Octopus “Imagination”: The fascination with its intelligence reaches the level of science fiction

Something is happening to us with octopuses, And it’s not like his tentacles grilled on a bed of potato chips have become a plague on restaurant menus. Moreover, this trend may lead us to look at that recipe differently. Fascinated by the intelligence of these animals They are shellless mollusks (our cute snail cousins) but with amazing abilities and eyes that can look us in the face, they haven’t stopped growing in recent years. She started with scholarly studies and popular books, then moved to television with documentaries What did the octopus teach me? From Netflix, continuing a somewhat scholarly debate about whether or not his bizarre nature is this consciousness It has come to promote campaigns against breeding farms For food in the Canary Islands … and now All this interest creeps into science fiction literature. No, we’re not talking about the fact that since Lovecraft, some good tentacles always improve the horror story. These are the books to start with Guess how a human could relate to such a different intelligence. Good science fiction. how mountain in the seaby Ray Nayler Revelation novel of this kind in 2022 in the US now translated by David Tejera for Nova or Chaos heirsby Adrian Tchaikovsky (death). Both biologists, by the way.
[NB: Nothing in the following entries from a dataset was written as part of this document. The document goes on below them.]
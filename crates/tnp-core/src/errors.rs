/// Core error type for the plugin.
///
/// Host adapters should map their platform errors into this type so the
/// plugin can handle failures consistently (fatal at load vs logged at
/// dispatch).
#[derive(Debug, thiserror::Error)]
pub enum Error {
    #[error("config error: {0}")]
    Config(String),

    #[error("host error: {0}")]
    Host(String),
}

pub type Result<T> = std::result::Result<T, Error>;
/// Guild id (numeric snowflake).
#[derive(Clone, Copy, Debug, PartialEq, Eq, Hash)]
pub struct GuildId(pub u64);

/// Channel id (numeric snowflake).
#[derive(Clone, Copy, Debug, PartialEq, Eq, Hash)]
pub struct ChannelId(pub u64);

/// A support thread as seen by lifecycle hooks.
///
/// Threads map 1:1 to a channel; the hooks only need the channel id to find
/// the live channel object in the inbox guild.
#[derive(Clone, Copy, Debug, PartialEq, Eq, Hash)]
pub struct ThreadRef {
    pub channel_id: ChannelId,
}

/// Mutable creation options for a new thread, rewritten in place before the
/// host creates the channel.
#[derive(Clone, Debug)]
pub struct NewThreadOptions {
    pub channel_name: String,
}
Why this interest? “It’s hard to see why. Sometimes many people invent the same thing at the same time because everything is in the air in the spirit of the time,” admits Nayler, one of the participants these days at the Celcius Festival in Aviles. But there are objective reasons why these organisms are of interest, as the investigation revealed Their ability to solve complex problems.
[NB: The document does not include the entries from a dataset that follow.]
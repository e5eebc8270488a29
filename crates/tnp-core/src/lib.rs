//! Core domain + application logic for the Thread Name Prefix plugin.
//!
//! This crate is intentionally host-agnostic. The bot's guild/channel surface
//! and its thread-lifecycle dispatch live behind ports (traits) implemented by
//! the host adapter; the plugin crate wires the two together.

pub mod domain;
pub mod errors;
pub mod logging;
pub mod ports;
pub mod prefix;
pub mod settings;

pub use errors::{Error, Result};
“It’s a wonderful animal. They evolved independently for 500 million years, and our last common ancestor was a flatworm, and the result is two intelligent creatures, very different but sharing a curiosity about the world. The octopus is interesting because although it is very strange and different, with a completely different brain and neurological structure, we are very similar to it. It has even evolved a very human-like eye that allows you to make visual contact,” explains this consultant for creating marine reserves for the US Federal Meteorology and Oceanographic Agency, NOAA.
In his book, in a world dominated by corporations developing androids and disturbing AI systems with the destruction of the seabed, A scientist attempts to communicate with a species of octopus that seems to have developed, on the Vietnamese archipelago of Con Dao, a seemingly primitive society, But society is after all, with a symbolic language and certain intentions toward humans.
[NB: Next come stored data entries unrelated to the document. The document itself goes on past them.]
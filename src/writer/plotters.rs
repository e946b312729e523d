//! Figure rendering via plotters
//!
//! One generic drawing routine shared by the bitmap and SVG backends. The
//! renderer walks the figure's layers in order: line layers cycle the style
//! palette unless they carry an explicit color, ribbons are drawn as filled
//! polygons at the style's band opacity, indicator lines are dashed.

use plotters::coord::Shift;
use plotters::drawing::DrawingAreaErrorKind;
use plotters::element::{Polygon, Text};
use plotters::prelude::*;
use plotters::series::DashedLineSeries;
use plotters::style::text_anchor::{HPos, Pos, VPos};

use crate::config::{ReferencePlacement, REFERENCE_POS};
use crate::plot::{Figure, Layer};
use crate::style::{parse_color, Style};
use crate::{ChartError, Result};

/// Fraction of the data span added on each side of an axis.
const AXIS_MARGIN: f64 = 0.05;

/// Dash length and gap of indicator lines, in pixels.
const INDICATOR_DASHES: (u32, u32) = (6, 6);

/// Widen a data range by the axis margin; degenerate ranges get a fixed pad
/// so the chart always has a drawable area.
fn pad_range(min: f64, max: f64) -> (f64, f64) {
    let span = max - min;
    if span <= 0.0 {
        (min - 0.5, max + 0.5)
    } else {
        (min - span * AXIS_MARGIN, max + span * AXIS_MARGIN)
    }
}

/// Title text with the citation appended when the placement asks for it.
fn display_title(figure: &Figure, placement: ReferencePlacement) -> String {
    match (&figure.reference, placement) {
        (Some(reference), ReferencePlacement::Title) if !reference.is_empty() => {
            format!("{} ({})", figure.title, reference)
        }
        _ => figure.title.clone(),
    }
}

/// Draw a complete figure onto a prepared drawing area.
pub(super) fn draw_figure<DB: DrawingBackend>(
    root: &DrawingArea<DB, Shift>,
    figure: &Figure,
    style: &Style,
    placement: ReferencePlacement,
) -> Result<()> {
    let werr = |e: DrawingAreaErrorKind<DB::ErrorType>| {
        ChartError::Writer(format!("Failed to render figure '{}': {}", figure.name, e))
    };

    let background = parse_color(style.background)?;
    let foreground = parse_color(style.foreground)?;
    let grid = parse_color(style.grid)?;

    root.fill(&background).map_err(werr)?;

    let extent = figure.data_extent().ok_or_else(|| {
        ChartError::Writer(format!("Figure '{}' has no data layers", figure.name))
    })?;
    let (x_min, x_max) = pad_range(extent.x_min, extent.x_max);
    let (y_min, y_max) = pad_range(extent.y_min, extent.y_max);

    let title = display_title(figure, placement);
    let mut builder = ChartBuilder::on(root);
    builder
        .margin(12)
        .x_label_area_size(52)
        .y_label_area_size(68);
    if !title.is_empty() {
        builder.caption(
            &title,
            (style.font, style.title_size)
                .into_font()
                .color(&foreground),
        );
    }
    let mut chart = builder
        .build_cartesian_2d(x_min..x_max, y_min..y_max)
        .map_err(werr)?;

    chart
        .configure_mesh()
        .bold_line_style(grid)
        .light_line_style(TRANSPARENT)
        .axis_style(foreground)
        .label_style(
            (style.font, style.label_size)
                .into_font()
                .color(&foreground),
        )
        .x_desc(figure.xlabel.clone().unwrap_or_default())
        .y_desc(figure.ylabel.clone().unwrap_or_default())
        .draw()
        .map_err(werr)?;

    // Palette cursor shared by lines and ribbons, so colors cycle the way
    // successive plot calls do.
    let mut slot = 0usize;
    let mut next_color = || -> Result<RGBAColor> {
        let spec = style.palette[slot % style.palette.len()];
        slot += 1;
        parse_color(spec)
    };

    for layer in &figure.layers {
        match layer {
            Layer::Line { x, y, color } => {
                let color = match color {
                    Some(spec) => parse_color(spec)?,
                    None => next_color()?,
                };
                chart
                    .draw_series(LineSeries::new(
                        x.iter().copied().zip(y.iter().copied()),
                        color.stroke_width(2),
                    ))
                    .map_err(werr)?;
            }
            Layer::Ribbon { x, lower, upper } => {
                let color = next_color()?.mix(style.band_opacity);
                let mut polygon: Vec<(f64, f64)> =
                    x.iter().copied().zip(upper.iter().copied()).collect();
                polygon.extend(x.iter().copied().zip(lower.iter().copied()).rev());
                chart
                    .draw_series(std::iter::once(Polygon::new(polygon, color.filled())))
                    .map_err(werr)?;
            }
            Layer::HLine { y } => {
                let color = parse_color(style.indicator)?;
                let (dash, gap) = INDICATOR_DASHES;
                chart
                    .draw_series(DashedLineSeries::new(
                        [(x_min, *y), (x_max, *y)].into_iter(),
                        dash,
                        gap,
                        color.stroke_width(1),
                    ))
                    .map_err(werr)?;
            }
        }
    }

    if placement == ReferencePlacement::Inline {
        if let Some(reference) = figure.reference.as_deref().filter(|r| !r.is_empty()) {
            let (fx, fy) = REFERENCE_POS;
            let at = (x_min + fx * (x_max - x_min), y_min + fy * (y_max - y_min));
            let text_style = (style.font, style.label_size)
                .into_font()
                .color(&foreground)
                .pos(Pos::new(HPos::Right, VPos::Bottom));
            chart
                .plotting_area()
                .draw(&Text::new(reference.to_string(), at, text_style))
                .map_err(werr)?;
        }
    }

    Ok(())
}

#[cfg(test)]
mod tests {
    use super::*;

    #[test]
    fn test_pad_range_widens_by_margin() {
        let (lo, hi) = pad_range(0.0, 100.0);
        assert_eq!(lo, -5.0);
        assert_eq!(hi, 105.0);
    }

    #[test]
    fn test_pad_range_handles_degenerate_span() {
        let (lo, hi) = pad_range(3.0, 3.0);
        assert!(lo < 3.0 && hi > 3.0);
    }

    #[test]
    fn test_display_title_placements() {
        let figure = Figure::new("f").title("Title").reference("Ref, 2020");
        assert_eq!(
            display_title(&figure, ReferencePlacement::Title),
            "Title (Ref, 2020)"
        );
        assert_eq!(display_title(&figure, ReferencePlacement::Inline), "Title");
        assert_eq!(display_title(&figure, ReferencePlacement::None), "Title");
    }

    #[test]
    fn test_display_title_without_reference() {
        let figure = Figure::new("f").title("Title");
        assert_eq!(display_title(&figure, ReferencePlacement::Title), "Title");
    }
}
Although the first impulse to mountain in the sea It was “the idea that science fiction in general takes the idea of alien communication less seriously than it should”. After watching the movie Accessthat did not fall into this error, Nailer attempted something similar, turning deciphering a completely alien form of communication into an engaging story, not with aliens but with real species. “I chose the octopus because it has always fascinated me and It seems to me one of the most likely candidates for a species that might one day evolve to have complex symbol-based communication, It is what distinguishes man from other animal contacts.”
It is not idle to talk about aliens. A few years ago, an article by 33 Scientists speculated that the arrival of the seed of life on the back of a meteorite might be the origin of these organisms. Something that was immediately discredited by his colleagues but left a seed floating.
Yes, Adrian Tchaikovsky is traveling in space Chaos heirs. Here the octopuses are just a few steps from the Niler. Turns out the terraforming experiment was just a frog and thousands of years later, human explorers (and spiders, but we won’t spoil this one anymore): advanced octopuses that have also conquered space travel and don’t quite trust those who gave them this little nudge through genetic manipulation. The challenge is the same again: the massive effort to get one species to speak an oral language and another to communicate across the surface of its body to cooperate.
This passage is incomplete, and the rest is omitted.